/Interpreter-for-functional-languages

An interpreter for functional languages in haskell.

Primary LanguageHaskell

Haskell asks, "Can I Interpret myself?"

Interpreter for functional languages using template instantiation.

Table Of Contents

=======================================================================================================================================

Overview

This implementation takes some program written in simple Core language and executes it. The Core language forms the basis for buildling Interpreters for high level functional languages such as Haskell whose constructs form the 'front end' of the Interpreter. Our initial focus is on building the back end which consists of constructs in the Core language.

The Interpreter for Haskell would be built in four steps.

  • The first step includes understanding syntax and sematics of haskell and knowing how it's different constructs would be handled by the Interpreter. CoreProgram and CoreExpression will form the first of the two data types we declare for accepting core programs and expressions as input.
  • Secondly, we would be designing a pretty printer to make the output readable and elegant.
  • Thirdly, the Lexer would be made which would convert the input Program String into a list of Tokens.
  • Fourthly, this list of tokens would be parsed to convert it into a format accepted by the Machine or as defined in the Interpreter.
  • Lastly, the parsed tokens would then be evaluated by a graph reducer based on template instantiation.

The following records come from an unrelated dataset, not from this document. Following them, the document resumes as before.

//! View registry and boundary synchronization
//!
//! The store keeps a weak reference to the window of every view constructed
//! from it. Each structural edit walks the registry once:
//!
//! - `Insert(i)`: every live window with a concrete end that contains `i`
//!   grows its end by one. Inserting exactly at a window's start is inside
//!   the window. A window anchored at the parent's start contains every `i`
//!   before its end.
//! - `Remove(i)`: every live window with a concrete end that contained `i`
//!   shrinks its end by one.
//! - `Clear`: every live window becomes [`Window::Emptied`] and stays that way.
//!
//! Windows anchored at the parent's end never need adjusting. Dead references
//! (views dropped by the caller) are pruned during the same walk.
//!
//! ## Usage
//!
//! ```rust,ignore
//! let mut registry = ViewRegistry::new();
//! let window = Arc::new(Mutex::new(Window::span(2, 5)));
//! registry.register(&window);
//!
//! registry.notify(StructuralEdit::Insert(3));
//! assert_eq!(*window.lock(), Window::span(2, 6));
//! ```

use std::sync::{Arc, Weak};

use parking_lot::Mutex;
use smallvec::SmallVec;
use tracing::debug;

/// One edge of a view window
#[derive(Debug, Clone, Copy, PartialEq, Eq)]
pub enum Edge {
    /// Tracks the parent's start (for a start edge) or end (for an end edge)
    Anchored,
    /// Concrete root-absolute position
    ///
    /// For a start edge this is the first index inside the window; for an end
    /// edge it is one past the last index inside the window.
    At(usize),
}

/// Boundary pair of a view, in root-absolute index space (half-open)
#[derive(Debug, Clone, Copy, PartialEq, Eq)]
pub enum Window {
    /// Window tracking its edges
    Live {
        /// First index inside the window
        start: Edge,
        /// One past the last index inside the window
        end: Edge,
    },
    /// Window invalidated by a `clear` of the parent
    Emptied,
}

impl Window {
    /// Window anchored at both ends
    pub fn full() -> Self {
        Window::Live {
            start: Edge::Anchored,
            end: Edge::Anchored,
        }
    }

    /// Window with two concrete edges, `start..end`
    pub fn span(start: usize, end: usize) -> Self {
        Window::Live {
            start: Edge::At(start),
            end: Edge::At(end),
        }
    }

    /// True once the parent has been cleared
    pub fn is_emptied(&self) -> bool {
        matches!(self, Window::Emptied)
    }

    /// Resolve to `(offset, len)` given the current length of the root store
    ///
    /// `len` is the nominal window size; it is not clamped to the entries
    /// that actually exist past `offset`.
    pub fn resolve(&self, root_len: usize) -> (usize, usize) {
        match *self {
            Window::Emptied => (0, 0),
            Window::Live { start, end } => {
                let offset = match start {
                    Edge::Anchored => 0,
                    Edge::At(s) => s,
                };
                let end = match end {
                    Edge::Anchored => root_len,
                    Edge::At(e) => e,
                };
                (offset, end.saturating_sub(offset))
            }
        }
    }

    /// True if root index `index` lies inside a window with a concrete end
    fn contains_bounded(&self, index: usize) -> bool {
        match *self {
            Window::Live {
                start,
                end: Edge::At(end),
            } => {
                let after_start = match start {
                    Edge::Anchored => true,
                    Edge::At(s) => index >= s,
                };
                after_start && index < end
            }
            _ => false,
        }
    }

    /// Apply one structural edit to this window
    pub fn apply(&mut self, edit: StructuralEdit) {
        match edit {
            StructuralEdit::Insert(index) => {
                if self.contains_bounded(index) {
                    if let Window::Live {
                        end: Edge::At(end), ..
                    } = self
                    {
                        *end += 1;
                    }
                }
            }
            StructuralEdit::Remove(index) => {
                if self.contains_bounded(index) {
                    if let Window::Live {
                        end: Edge::At(end), ..
                    } = self
                    {
                        *end -= 1;
                    }
                }
            }
            StructuralEdit::Clear => *self = Window::Emptied,
        }
    }

    /// Move a concrete end edge so the window ends at `end`
    ///
    /// Used when a view appends at its own end: the sync protocol treats that
    /// position as outside the window, so the owning view extends itself.
    pub(crate) fn extend_to(&mut self, new_end: usize) {
        if let Window::Live {
            end: Edge::At(end), ..
        } = self
        {
            *end = new_end;
        }
    }
}

/// A position-shifting change to the store
#[derive(Debug, Clone, Copy, PartialEq, Eq)]
pub enum StructuralEdit {
    /// Entry inserted at the index; entries at or after it moved right
    Insert(usize),
    /// Entry removed from the index; entries after it moved left
    Remove(usize),
    /// All entries removed
    Clear,
}

/// Weak registry of view windows owned by a store
#[derive(Default)]
pub struct ViewRegistry {
    windows: SmallVec<[Weak<Mutex<Window>>; 4]>,
}

impl ViewRegistry {
    /// Create a new empty registry
    pub fn new() -> Self {
        ViewRegistry {
            windows: SmallVec::new(),
        }
    }

    /// Register a view window without taking ownership of it
    pub fn register(&mut self, window: &Arc<Mutex<Window>>) {
        self.windows.push(Arc::downgrade(window));
    }

    /// Propagate a structural edit to every live window
    ///
    /// Returns the number of dead references pruned during the walk.
    pub fn notify(&mut self, edit: StructuralEdit) -> usize {
        let before = self.windows.len();
        self.windows.retain(|weak| match weak.upgrade() {
            Some(window) => {
                window.lock().apply(edit);
                true
            }
            None => false,
        });

        let pruned = before - self.windows.len();
        if pruned > 0 {
            debug!(
                pruned,
                remaining = self.windows.len(),
                "pruned dropped views from registry"
            );
        }
        pruned
    }

    /// Number of registry slots, including dead ones not yet pruned
    pub fn len(&self) -> usize {
        self.windows.len()
    }

    /// Check if the registry holds no slots
    pub fn is_empty(&self) -> bool {
        self.windows.is_empty()
    }

    /// Number of windows still referenced by a view
    pub fn live(&self) -> usize {
        self.windows
            .iter()
            .filter(|weak| weak.strong_count() > 0)
            .count()
    }
}

impl std::fmt::Debug for ViewRegistry {
    fn fmt(&self, f: &mut std::fmt::Formatter<'_>) -> std::fmt::Result {
        f.debug_struct("ViewRegistry")
            .field("slots", &self.windows.len())
            .field("live", &self.live())
            .finish()
    }
}
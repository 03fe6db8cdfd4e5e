//! Addressing engine: logical request -> physical index
//!
//! All functions operate on the visible slice of a scope (the whole store or
//! a view window) and return indices relative to that slice. Key lookups are
//! linear scans in ascending index order; the N-th duplicate is always the
//! N-th match in that order.
//!
//! # Frequency-then-walk
//!
//! Occurrence lookups first count matches, reject `occurrence >= frequency`
//! with `IndexOutOfRange`, then walk to the match. Both passes run under the
//! same lock, so the walk cannot come up short; if it does anyway the call
//! fails with `ConcurrentStructuralChange` instead of returning a wrong entry.

use listmap_core::{Entry, Error, Locator, Result};

/// Count entries satisfying `pred`
pub fn frequency<K, V, P>(entries: &[Entry<K, V>], pred: P) -> usize
where
    P: Fn(&Entry<K, V>) -> bool,
{
    entries.iter().filter(|&e| pred(e)).count()
}

/// Index of the first entry satisfying `pred`
pub fn first_match<K, V, P>(entries: &[Entry<K, V>], pred: P) -> Option<usize>
where
    P: Fn(&Entry<K, V>) -> bool,
{
    entries.iter().position(pred)
}

/// Index of the `occurrence`-th (0-based) entry satisfying `pred`
pub fn nth_match<K, V, P>(entries: &[Entry<K, V>], occurrence: usize, pred: P) -> Result<usize>
where
    P: Fn(&Entry<K, V>) -> bool,
{
    let freq = frequency(entries, &pred);
    if occurrence >= freq {
        return Err(Error::out_of_range(occurrence, freq));
    }

    let mut seen = 0usize;
    for (index, entry) in entries.iter().enumerate() {
        if pred(entry) {
            if seen == occurrence {
                return Ok(index);
            }
            seen += 1;
        }
    }

    Err(Error::ConcurrentStructuralChange {
        expected: freq as u64,
        actual: seen as u64,
    })
}

/// Resolve a locator against `entries`
pub fn resolve<K, V>(entries: &[Entry<K, V>], locator: &Locator<K, V>) -> Result<usize>
where
    K: PartialEq,
    V: PartialEq,
{
    match locator {
        Locator::Index(index) => {
            if *index < entries.len() {
                Ok(*index)
            } else {
                Err(Error::out_of_range(*index, entries.len()))
            }
        }
        Locator::Key(key) => first_match(entries, |e| e.matches_key(key)).ok_or(Error::KeyNotFound),
        Locator::KeyOccurrence { occurrence, key } => {
            nth_match(entries, *occurrence, |e| e.matches_key(key))
        }
        Locator::Entry { key, value } => {
            first_match(entries, |e| e.matches(key, value)).ok_or(Error::KeyNotFound)
        }
        Locator::EntryOccurrence {
            occurrence,
            key,
            value,
        } => nth_match(entries, *occurrence, |e| e.matches(key, value)),
    }
}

=======================================================================================================================================

Overview Of Functional Language Constructs

  • The Program is considered to be set of Supercombinator definitions.Each supercombinator is an set of one or more variables evaluating to an expression. Supercombinators can define functions taking any number of arguements. The production rules look like ->

program -> sc1 ; sc2 ; .... scn

sc -> var var1 var2 ... varn = expr

  • Constructs
  • Let

There are recursive and non recursive let bindings.

let <...bindigs....> in <expr>

Example:

> let x = 5 in x*x
=== Final value  = 25 ===
  • Function Application
function <args>

###Examle:

square x = x*x
  • Data Constructors
Pack{tag,arity}

Tag represents a specific constructor and arity represents number of arguements taken by the constructor.

Example:

Data Colour = Red | Green | Blue 

This would be represented as:

Red = {1,0}
Green  = {2.0}
Blue = {3,0}
  • Case expressions
case <expr> of

Example:

isGreen colour  = case colour of 
                        <1> -> False;
                        <2> -> True;
                        <3> -> False
  • Comments
# A comment begins with a # in core language and continues till the end of line. (No multiline comments)
  • Lambda abstractions
square = \x. x*x

== Note ==

Lamda abstractions and case expressions are not evaluated by this machine as they require certain different implementations.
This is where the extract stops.